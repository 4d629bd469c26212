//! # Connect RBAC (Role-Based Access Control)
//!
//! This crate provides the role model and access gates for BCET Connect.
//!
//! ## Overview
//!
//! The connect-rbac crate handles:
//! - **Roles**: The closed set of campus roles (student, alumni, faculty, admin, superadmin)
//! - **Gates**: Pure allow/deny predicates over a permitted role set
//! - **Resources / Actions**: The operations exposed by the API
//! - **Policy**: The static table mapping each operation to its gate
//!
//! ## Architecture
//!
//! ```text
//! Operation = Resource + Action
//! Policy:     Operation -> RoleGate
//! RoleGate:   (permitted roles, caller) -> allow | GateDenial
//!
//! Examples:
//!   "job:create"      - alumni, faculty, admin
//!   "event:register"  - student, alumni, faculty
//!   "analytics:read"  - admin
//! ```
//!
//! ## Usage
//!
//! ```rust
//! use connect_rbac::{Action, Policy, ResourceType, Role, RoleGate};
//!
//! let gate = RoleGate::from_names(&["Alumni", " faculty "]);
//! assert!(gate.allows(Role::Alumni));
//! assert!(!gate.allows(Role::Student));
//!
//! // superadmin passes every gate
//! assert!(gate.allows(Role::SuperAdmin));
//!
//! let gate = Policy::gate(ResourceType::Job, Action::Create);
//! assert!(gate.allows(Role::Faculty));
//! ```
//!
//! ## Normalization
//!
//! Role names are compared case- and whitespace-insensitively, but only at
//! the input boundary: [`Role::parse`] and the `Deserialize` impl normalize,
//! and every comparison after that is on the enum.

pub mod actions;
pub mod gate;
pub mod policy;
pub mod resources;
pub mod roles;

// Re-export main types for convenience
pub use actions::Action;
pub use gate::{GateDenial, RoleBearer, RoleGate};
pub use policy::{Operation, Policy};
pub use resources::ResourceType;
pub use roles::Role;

- - - -

Task goal » Every record should be given again exactly.

Exercise answer »
repository 4d629bd469c26212
//! # Connect RBAC (Role-Based Access Control)
//!
//! This crate provides the role model and access gates for BCET Connect.
//!
//! ## Overview
//!
//! The connect-rbac crate handles:
//! - **Roles**: The closed set of campus roles (student, alumni, faculty, admin, superadmin)
//! - **Gates**: Pure allow/deny predicates over a permitted role set
//! - **Resources / Actions**: The operations exposed by the API
//! - **Policy**: The static table mapping each operation to its gate
//!
//! ## Architecture
//!
//! ```text
//! Operation = Resource + Action
//! Policy:     Operation -> RoleGate
//! RoleGate:   (permitted roles, caller) -> allow | GateDenial
//!
//! Examples:
//!   "job:create"      - alumni, faculty, admin
//!   "event:register"  - student, alumni, faculty
//!   "analytics:read"  - admin
//! ```
//!
//! ## Usage
//!
//! ```rust
//! use connect_rbac::{Action, Policy, ResourceType, Role, RoleGate};
//!
//! let gate = RoleGate::from_names(&["Alumni", " faculty "]);
//! assert!(gate.allows(Role::Alumni));
//! assert!(!gate.allows(Role::Student));
//!
//! // superadmin passes every gate
//! assert!(gate.allows(Role::SuperAdmin));
//!
//! let gate = Policy::gate(ResourceType::Job, Action::Create);
//! assert!(gate.allows(Role::Faculty));
//! ```
//!
//! ## Normalization
//!
//! Role names are compared case- and whitespace-insensitively, but only at
//! the input boundary: [`Role::parse`] and the `Deserialize` impl normalize,
//! and every comparison after that is on the enum.

pub mod actions;
pub mod gate;
pub mod policy;
pub mod resources;
pub mod roles;

// Re-export main types for convenience
pub use actions::Action;
pub use gate::{GateDenial, RoleBearer, RoleGate};
pub use policy::{Operation, Policy};
pub use resources::ResourceType;
pub use roles::Role;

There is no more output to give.